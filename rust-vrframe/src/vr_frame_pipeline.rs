use std::sync::Arc;
use rust_vrframe_api::{VRCompositor, VRError, VRFrameFlags, VRGpu, VRLayer, VRLayerFlags, VRLoadingIconLayer,
                       VRPipelineSettings, VRProjectionLayer, VRSessionHandle, VRSubmitDescription, VRTracking};
use crate::vr_renderer::VRRenderer;
use crate::vr_scene::{VRScene, VRSceneVertexState};
use crate::vr_simulation::VRSimulation;

/// What a frame cycle puts on screen.
#[derive(Debug, Clone, Copy, PartialEq, Eq)]
pub enum VRRenderKind {
    // The cube world.
    Frame,
    // Black background with the system spinner, shown until the scene exists.
    LoadingIcon,
    // Last frame of the session.
    BlackFinal,
}

impl VRRenderKind {
    pub fn frame_flags(&self) -> VRFrameFlags {
        match *self {
            VRRenderKind::Frame => VRFrameFlags::empty(),
            VRRenderKind::LoadingIcon => VRFrameFlags::FLUSH,
            VRRenderKind::BlackFinal => VRFrameFlags::FLUSH | VRFrameFlags::FINAL,
        }
    }
}

pub fn loading_layers() -> Vec<VRLayer> {
    vec![VRLayer::Projection(VRProjectionLayer::black()).with_flags(VRLayerFlags::INHIBIT_SRGB_FRAMEBUFFER),
         VRLayer::LoadingIcon(VRLoadingIconLayer::default()).with_flags(VRLayerFlags::INHIBIT_SRGB_FRAMEBUFFER)]
}

pub fn black_final_layers() -> Vec<VRLayer> {
    vec![VRLayer::Projection(VRProjectionLayer::black()).with_flags(VRLayerFlags::INHIBIT_SRGB_FRAMEBUFFER)]
}

/// Everything needed to render and submit one frame, latched by value so the
/// producer never looks at the driving thread's state.
#[derive(Clone)]
pub struct VRFrameWork {
    pub kind: VRRenderKind,
    pub session: VRSessionHandle,
    pub frame_index: u64,
    pub display_time: f64,
    pub swap_interval: u32,
    pub scene: Option<Arc<VRScene>>,
    pub simulation: VRSimulation,
    pub tracking: VRTracking,
}

impl VRFrameWork {
    pub fn new(kind: VRRenderKind, session: VRSessionHandle, frame_index: u64, display_time: f64,
               swap_interval: u32) -> VRFrameWork {
        VRFrameWork {
            kind: kind,
            session: session,
            frame_index: frame_index,
            display_time: display_time,
            swap_interval: swap_interval,
            scene: None,
            simulation: VRSimulation::default(),
            tracking: VRTracking::default(),
        }
    }
}

/// Frame index and display time of the frame being produced.
#[derive(Debug, Clone, Copy, PartialEq)]
pub struct VRFrameCounter {
    frame_index: u64,
    display_time: f64,
}

impl VRFrameCounter {
    pub fn new(first_frame_index: u64) -> VRFrameCounter {
        VRFrameCounter {
            frame_index: first_frame_index,
            display_time: 0.0,
        }
    }

    pub fn frame_index(&self) -> u64 {
        self.frame_index
    }

    pub fn display_time(&self) -> f64 {
        self.display_time
    }

    /// Moves to the next frame. The index is bumped before the compositor is
    /// asked for its display time, which it keys on the index.
    pub fn predict(&mut self, compositor: &dyn VRCompositor, session: VRSessionHandle) -> VRTracking {
        self.frame_index += 1;
        self.display_time = compositor.predicted_display_time(session, self.frame_index);
        compositor.predicted_tracking(session, self.display_time)
    }
}

/// Rejects submissions that break the frame protocol: anything after a final
/// frame, or a frame index lower than one already submitted.
#[derive(Debug, Default)]
pub struct VRSubmitGuard {
    last_frame_index: Option<u64>,
    finalized: bool,
}

impl VRSubmitGuard {
    pub fn new() -> VRSubmitGuard {
        VRSubmitGuard::default()
    }

    pub fn is_finalized(&self) -> bool {
        self.finalized
    }

    pub fn check(&mut self, desc: &VRSubmitDescription) -> Result<(), VRError> {
        if self.finalized {
            return Err(VRError::ProtocolViolation(
                format!("frame {} submitted after the final frame", desc.frame_index)));
        }
        if let Some(last) = self.last_frame_index {
            if desc.frame_index < last {
                return Err(VRError::ProtocolViolation(
                    format!("frame index went back from {} to {}", last, desc.frame_index)));
            }
        }
        self.last_frame_index = Some(desc.frame_index);
        self.finalized = desc.is_final();
        Ok(())
    }

    pub fn submit(&mut self,
                  compositor: &dyn VRCompositor,
                  session: VRSessionHandle,
                  desc: &VRSubmitDescription) -> Result<(), VRError> {
        desc.validate()?;
        self.check(desc)?;
        compositor.submit_frame(session, desc).map_err(VRError::Compositor)
    }
}

/// Turns frame work into compositor submissions on one rendering context.
///
/// Runs inline on the driving thread, or owned by the render thread.
pub struct VRFrameProducer {
    renderer: VRRenderer,
    vertex_state: VRSceneVertexState,
    guard: VRSubmitGuard,
}

impl VRFrameProducer {
    pub fn create(gpu: &dyn VRGpu,
                  compositor: &dyn VRCompositor,
                  settings: &VRPipelineSettings,
                  use_multiview: bool) -> Result<VRFrameProducer, VRError> {
        Ok(VRFrameProducer {
            renderer: VRRenderer::create(gpu, compositor, settings, use_multiview)?,
            vertex_state: VRSceneVertexState::new(),
            guard: VRSubmitGuard::new(),
        })
    }

    pub fn renderer(&self) -> &VRRenderer {
        &self.renderer
    }

    pub fn produce(&mut self, gpu: &dyn VRGpu, work: &VRFrameWork) -> Result<VRSubmitDescription, VRError> {
        let mut desc = VRSubmitDescription::new(work.frame_index, work.display_time, work.swap_interval)
            .with_flags(work.kind.frame_flags());

        match work.kind {
            VRRenderKind::Frame => {
                let scene = match work.scene {
                    Some(ref scene) => scene,
                    None => return Err(VRError::ProtocolViolation(
                        format!("frame {} has no scene to render", work.frame_index))),
                };
                self.vertex_state.ensure(gpu, scene)?;
                let (layer, fence) = self.renderer.render_frame(gpu, scene, &self.vertex_state,
                                                                &work.simulation, &work.tracking);
                desc.completion_fence = fence;
                desc.layers.push(VRLayer::Projection(layer));
            },
            VRRenderKind::LoadingIcon => desc.layers = loading_layers(),
            VRRenderKind::BlackFinal => desc.layers = black_final_layers(),
        }
        Ok(desc)
    }

    pub fn execute(&mut self,
                   gpu: &dyn VRGpu,
                   compositor: &dyn VRCompositor,
                   work: &VRFrameWork) -> Result<(), VRError> {
        let desc = self.produce(gpu, work)?;
        self.guard.submit(compositor, work.session, &desc)
    }

    /// Vertex arrays go before the render targets they were used with.
    pub fn destroy(&mut self, gpu: &dyn VRGpu, compositor: &dyn VRCompositor) {
        self.vertex_state.destroy(gpu);
        self.renderer.destroy(gpu, compositor);
    }
}

#[cfg(test)]
mod tests {
    use super::*;
    use rust_vrframe_api::{VRLayerType, VRSwapChainId};

    fn desc(frame_index: u64, flags: VRFrameFlags) -> VRSubmitDescription {
        VRSubmitDescription::new(frame_index, 0.0, 1)
            .with_flags(flags)
            .with_layer(black_final_layers()[0])
    }

    #[test]
    fn guard_rejects_frames_after_final() {
        let mut guard = VRSubmitGuard::new();
        assert!(guard.check(&desc(2, VRFrameFlags::empty())).is_ok());
        assert!(guard.check(&desc(2, VRFrameFlags::FLUSH | VRFrameFlags::FINAL)).is_ok());
        assert!(guard.is_finalized());
        match guard.check(&desc(3, VRFrameFlags::empty())) {
            Err(VRError::ProtocolViolation(_)) => {},
            other => panic!("unexpected result: {:?}", other),
        }
    }

    #[test]
    fn guard_rejects_frame_index_going_back() {
        let mut guard = VRSubmitGuard::new();
        assert!(guard.check(&desc(1, VRFrameFlags::FLUSH)).is_ok());
        assert!(guard.check(&desc(1, VRFrameFlags::empty())).is_ok());
        assert!(guard.check(&desc(5, VRFrameFlags::empty())).is_ok());
        assert!(guard.check(&desc(4, VRFrameFlags::empty())).is_err());
        assert!(!guard.is_finalized());
    }

    #[test]
    fn loading_frame_layers() {
        let layers = loading_layers();
        assert_eq!(layers.len(), 2);
        assert_eq!(layers[0].layer_type(), VRLayerType::Projection);
        assert_eq!(layers[1].layer_type(), VRLayerType::LoadingIcon);
        assert!(layers.iter().all(|l| l.flags().contains(VRLayerFlags::INHIBIT_SRGB_FRAMEBUFFER)));
        match layers[0] {
            VRLayer::Projection(ref p) => assert_eq!(p.textures[1].image.swapchain, VRSwapChainId::DEFAULT),
            _ => unreachable!(),
        }
        assert_eq!(VRRenderKind::LoadingIcon.frame_flags(), VRFrameFlags::FLUSH);
        assert_eq!(VRRenderKind::BlackFinal.frame_flags(), VRFrameFlags::FLUSH | VRFrameFlags::FINAL);
        assert!(VRRenderKind::Frame.frame_flags().is_empty());
    }
}

#[cfg(all(test, feature = "mock"))]
mod mock_tests {
    use super::*;
    use crate::api::mock::{MockCompositor, MockGpu, MockGpuCall};
    use rust_vrframe_api::{VRGpuCapabilities, VRModeParms};

    #[test]
    fn counter_bumps_the_index_before_predicting() {
        let compositor = MockCompositor::new();
        let session = compositor.enter_vr_mode(&VRModeParms::default()).unwrap();
        let mut counter = VRFrameCounter::new(1);
        for expected in 2..12 {
            let tracking = counter.predict(&compositor, session);
            assert_eq!(counter.frame_index(), expected);
            assert!((tracking.head_pose.display_time() - counter.display_time()).abs() < 1e-9);
        }
        let predicted = compositor.state_handle().lock().unwrap().predicted_frames.clone();
        assert_eq!(predicted, (2..12).collect::<Vec<u64>>());
    }

    #[test]
    fn producer_drops_frames_after_final() {
        let compositor = MockCompositor::new();
        let gpu = MockGpu::new(VRGpuCapabilities::default());
        let session = compositor.enter_vr_mode(&VRModeParms::default()).unwrap();
        let settings = VRPipelineSettings { num_instances: 16, ..VRPipelineSettings::default() };
        let mut producer = VRFrameProducer::create(&gpu, &compositor, &settings, false).unwrap();

        let scene = Arc::new(VRScene::create(&gpu, &settings, false).unwrap());
        let mut work = VRFrameWork::new(VRRenderKind::LoadingIcon, session, 1, 0.0, 1);
        producer.execute(&gpu, &compositor, &work).unwrap();

        work.kind = VRRenderKind::Frame;
        work.frame_index = 2;
        work.scene = Some(scene.clone());
        producer.execute(&gpu, &compositor, &work).unwrap();

        work.kind = VRRenderKind::BlackFinal;
        producer.execute(&gpu, &compositor, &work).unwrap();

        work.kind = VRRenderKind::Frame;
        work.frame_index = 3;
        assert!(producer.execute(&gpu, &compositor, &work).is_err());

        let submissions = compositor.state_handle().lock().unwrap().submissions.clone();
        assert_eq!(submissions.len(), 3);
        assert!(submissions[1].desc.completion_fence != 0);
        assert!(submissions[2].desc.is_final());

        producer.destroy(&gpu, &compositor);
        assert_eq!(gpu.state_handle().lock().unwrap().live_vertex_arrays(), 0);
    }

    #[test]
    fn gpu_errors_do_not_drop_the_frame() {
        let compositor = MockCompositor::new();
        let gpu = MockGpu::new(VRGpuCapabilities::default());
        let session = compositor.enter_vr_mode(&VRModeParms::default()).unwrap();
        let settings = VRPipelineSettings { num_instances: 16, ..VRPipelineSettings::default() };
        let mut producer = VRFrameProducer::create(&gpu, &compositor, &settings, false).unwrap();
        let scene = Arc::new(VRScene::create(&gpu, &settings, false).unwrap());

        {
            let state = gpu.state_handle();
            let mut state = state.lock().unwrap();
            state.calls.clear();
            state.pending_errors = vec!["GL_INVALID_OPERATION".into(); 3];
        }
        let mut work = VRFrameWork::new(VRRenderKind::Frame, session, 2, 0.0, 1);
        work.scene = Some(scene);
        producer.execute(&gpu, &compositor, &work).unwrap();

        {
            let state = gpu.state_handle();
            let state = state.lock().unwrap();
            // Read once per eye.
            assert_eq!(state.pending_errors.len(), 1);
            let draws = state.calls.iter().filter(|c| match **c {
                MockGpuCall::DrawElementsInstanced { .. } => true,
                _ => false,
            }).count();
            assert_eq!(draws, 2);
            assert_eq!(state.calls.last(), Some(&MockGpuCall::InsertFence(state.last_fence())));
        }
        assert!(producer.renderer().framebuffers().iter().all(|f| f.current_index() == 1));

        let submissions = compositor.state_handle().lock().unwrap().submissions.clone();
        assert_eq!(submissions.len(), 1);
        assert_eq!(submissions[0].desc.completion_fence, gpu.state_handle().lock().unwrap().last_fence());
        match submissions[0].desc.layers[..] {
            [VRLayer::Projection(_)] => {},
            ref layers => panic!("unexpected layers: {:?}", layers),
        }

        producer.destroy(&gpu, &compositor);
    }
}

PROBLEM TO SOLVE
Find the word "impl" in the entries, and copy every line it shows up in.

ANSWER
impl VRRenderKind {
impl VRFrameWork {
impl VRFrameCounter {
impl VRSubmitGuard {
impl VRFrameProducer {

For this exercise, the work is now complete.